At Midnight, Supreme Court Rejects Plea to Review Texas Abortion Law
Chief Justice Roberts joins liberal justices in dissenting decision experts say functionally overturns Roe v. Wade.
In a midnight ruling almost 24 hours after a draconian antiabortion law took effect in Texas, the conservative majority on the U.S. Supreme Court denied a request to stay the law.
Chief Justice John Roberts, a George W. Bush appointee, joined the court’s three liberals in dissenting a decision that experts was has functionally overturned Roe v. Wade.
The majority decision, which was unsigned and was not listed as a per curiam, permits the law, which bans abortion at just 6 weeks and makes no exceptions for rape and incest. But most chillingly, it creates what amounts to a framework for legitimizing vigilante extremism. The new law will be enforced by private lawsuits which can be filed by anyone, even if they live out of state or have no personal connection to the case, against almost anyone they believe to have been involved in an abortion that violates the restriction. Anyone who succeeds in such lawsuits will receive a $10,000 bounty from the state of Texas.
In a scathing dissent, Justice Sotomayor said: “The Court’s order is stunning. Presented with an application to enjoin a flagrantly unconstitutional law engineered to prohibit women from exercising their constitutional rights and evadxe judicial scrutiny, a majority of Justices have opted to bury their heads in the sand.”

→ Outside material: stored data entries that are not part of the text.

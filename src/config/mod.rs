// Copyright (C) 2024 Mathew Robinson <chasinglogic@gmail.com>
//
// This program is free software: you can redistribute it and/or modify it under
// the terms of the GNU General Public License as published by the Free Software
// Foundation, version 3.
//
// This program is distributed in the hope that it will be useful, but WITHOUT
// ANY WARRANTY; without even the implied warranty of MERCHANTABILITY or FITNESS
// FOR A PARTICULAR PURPOSE. See the GNU General Public License for more details.
//
// You should have received a copy of the GNU General Public License along with
// this program. If not, see <https://www.gnu.org/licenses/>.
//
use std::collections::{BTreeMap, BTreeSet};
use std::env;
use std::fs::File;
use std::path::{Path, PathBuf};

use regex::Regex;
use serde::Deserialize;

pub use default::{DEFAULT_CONFIG, DEFAULT_TEMPLATES};

use crate::error::{Error, Result};
use crate::template::{TemplateSet, DEFAULT_KEY};
use crate::utils::current_year;

mod default;

pub const CONFIG_FILE_NAME: &str = ".headerstamp.yml";

const YEAR_RE: &str = "^[0-9]{4}$";

#[derive(Deserialize, Debug)]
#[serde(untagged)]
enum Year {
    Text(String),
    Number(u32),
}

impl From<Year> for String {
    fn from(year: Year) -> String {
        match year {
            Year::Text(s) => s,
            Year::Number(n) => n.to_string(),
        }
    }
}

/// The config file as written by the user, before overrides and defaults
/// are applied.
#[derive(Deserialize, Debug)]
pub struct ConfigFile {
    author: Option<String>,
    company: Option<String>,
    year: Option<Year>,
    extensions: Option<Vec<String>>,
    exclude_dirs: Option<Vec<String>>,
    columns: Option<usize>,
    #[serde(default)]
    extended_rules: bool,
    template_keys: Option<BTreeMap<String, String>>,
    templates: Option<TemplateSet>,
}

impl Default for ConfigFile {
    fn default() -> Self {
        serde_yaml::from_str(DEFAULT_CONFIG).expect("The default config is invalid?")
    }
}

/// Values taken from the command line or the environment. They win over
/// whatever the config file says.
#[derive(Debug, Default, Clone)]
pub struct Overrides {
    pub author: Option<String>,
    pub company: Option<String>,
    pub year: Option<String>,
    pub extensions: Option<Vec<String>>,
    pub exclude_dirs: Option<Vec<String>>,
}

/// Fully resolved, read-only settings shared by every file of a run.
#[derive(Debug, Clone)]
pub struct HeaderConfig {
    pub author: String,
    pub company: String,
    /// Always four digits.
    pub year: String,
    /// Lowercase with a leading dot. Empty matches every file.
    pub extensions: BTreeSet<String>,
    pub exclude_dirs: BTreeSet<String>,
    pub columns: Option<usize>,
    pub extended_rules: bool,
    template_keys: BTreeMap<String, String>,
}

impl HeaderConfig {
    pub fn matches_extension(&self, extension: &str) -> bool {
        self.extensions.is_empty() || self.extensions.contains(&extension.to_lowercase())
    }

    /// The template key for a file with the given extension.
    pub fn template_key(&self, extension: &str) -> &str {
        self.template_keys
            .get(&extension.to_lowercase())
            .map(String::as_str)
            .unwrap_or(DEFAULT_KEY)
    }
}

fn default_extensions() -> Vec<String> {
    vec![".ts".to_string(), ".vue".to_string()]
}

fn default_exclude_dirs() -> Vec<String> {
    vec!["node_modules".to_string(), ".git".to_string()]
}

fn default_template_keys() -> BTreeMap<String, String> {
    let mut keys = BTreeMap::new();
    keys.insert(".vue".to_string(), "vue".to_string());
    keys.insert(".py".to_string(), "hash".to_string());
    keys.insert(".sh".to_string(), "hash".to_string());
    keys
}

/// Lowercase, trim and make sure of a leading dot. Blank entries are dropped.
pub fn normalize_extension(ext: &str) -> Option<String> {
    let ext = ext.trim().trim_start_matches('.').to_lowercase();
    if ext.is_empty() {
        None
    } else {
        Some(format!(".{}", ext))
    }
}

fn resolve_year(year: Option<String>) -> Result<String> {
    let year = year.unwrap_or_default();
    let year = year.trim();
    if year.is_empty() {
        return Ok(current_year());
    }

    let re = Regex::new(YEAR_RE).map_err(|e| Error::Config(e.to_string()))?;
    if re.is_match(year) {
        Ok(year.to_string())
    } else {
        Err(Error::Config(format!(
            "year must be a four digit year, got '{}'",
            year
        )))
    }
}

impl ConfigFile {
    /// Apply overrides and defaults, validate, and split the result into the
    /// run settings and the template set.
    pub fn resolve(self, overrides: Overrides) -> Result<(HeaderConfig, TemplateSet)> {
        let author = overrides
            .author
            .or(self.author)
            .map(|a| a.trim().to_string())
            .filter(|a| !a.is_empty())
            .ok_or_else(|| Error::Config("author must be set".to_string()))?;

        let company = overrides.company.or(self.company).unwrap_or_default();
        let year = resolve_year(overrides.year.or(self.year.map(String::from)))?;

        let extensions = overrides
            .extensions
            .or(self.extensions)
            .unwrap_or_else(default_extensions)
            .iter()
            .filter_map(|e| normalize_extension(e))
            .collect();

        let exclude_dirs = overrides
            .exclude_dirs
            .or(self.exclude_dirs)
            .unwrap_or_else(default_exclude_dirs)
            .into_iter()
            .map(|d| d.trim().to_string())
            .filter(|d| !d.is_empty())
            .collect();

        if self.columns == Some(0) {
            return Err(Error::Config("columns must be greater than zero".to_string()));
        }

        let mut template_keys = BTreeMap::new();
        for (ext, key) in self.template_keys.unwrap_or_else(default_template_keys) {
            match normalize_extension(&ext) {
                Some(ext) => {
                    template_keys.insert(ext, key);
                }
                None => {
                    return Err(Error::Config(format!(
                        "template_keys entry '{}' is not an extension",
                        ext
                    )))
                }
            }
        }

        let config = HeaderConfig {
            author,
            company,
            year,
            extensions,
            exclude_dirs,
            columns: self.columns,
            extended_rules: self.extended_rules,
            template_keys,
        };

        Ok((config, self.templates.unwrap_or_default()))
    }
}

pub fn xdg_config_dir() -> Option<PathBuf> {
    match env::var("XDG_CONFIG_HOME") {
        Ok(d) => Some(PathBuf::from(d)),
        Err(_) => match env::var("HOME") {
            Ok(home) => {
                let mut home_dir = PathBuf::from(home);
                home_dir.push(".config");
                Some(home_dir)
            }
            Err(_) => None,
        },
    }
}

/// Walk up from the current working directory searching for
/// the first .headerstamp.yml config file available else find the
/// global config file.
fn find_config_file() -> Option<PathBuf> {
    if let Ok(mut cwd) = env::current_dir() {
        loop {
            cwd.push(CONFIG_FILE_NAME);
            if cwd.exists() {
                return Some(cwd);
            }

            cwd.pop();

            // stop once there is no parent left
            if !cwd.pop() {
                break;
            }
        }
    }

    if let Some(mut global) = xdg_config_dir() {
        global.push("headerstamp");
        global.push("config.yml");
        if global.exists() {
            return Some(global);
        }
    }

    None
}

/// Load the config at `path`, or the discovered one when `path` is None.
pub fn load_config(path: Option<&Path>) -> Result<ConfigFile> {
    let path = match path {
        Some(p) => p.to_path_buf(),
        None => find_config_file().ok_or(Error::ConfigNotFound)?,
    };

    info!("loading config from {}", path.display());
    let f = File::open(&path)
        .map_err(|e| Error::Config(format!("unable to open {}: {}", path.display(), e)))?;
    serde_yaml::from_reader(f)
        .map_err(|e| Error::Config(format!("Invalid YAML in {}: {}", path.display(), e)))
}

“This is untenable. It cannot be the case that a state can evade federal judicial scrutiny by outsourcing the enforcement of unconstitutional laws to its citizenry,” Sotomayor continued, later adding, “The Court has rewarded the State’s effort to delay federal review of a plainly unconstitutional statute, enacted in disregard of the Court’s precedents, through procedural entanglements of the State’s own creation,” she continued.
In a separate dissent, Justice Kagan said: “The Court thus rewards Texas’s scheme to insulate its law from judicial review by deputizing private parties to carry out unconstitutional restrictions on the State’s behalf,” and noted that the Texas law was in clear, and indeed undisputed, conflict with Roe and Casey.”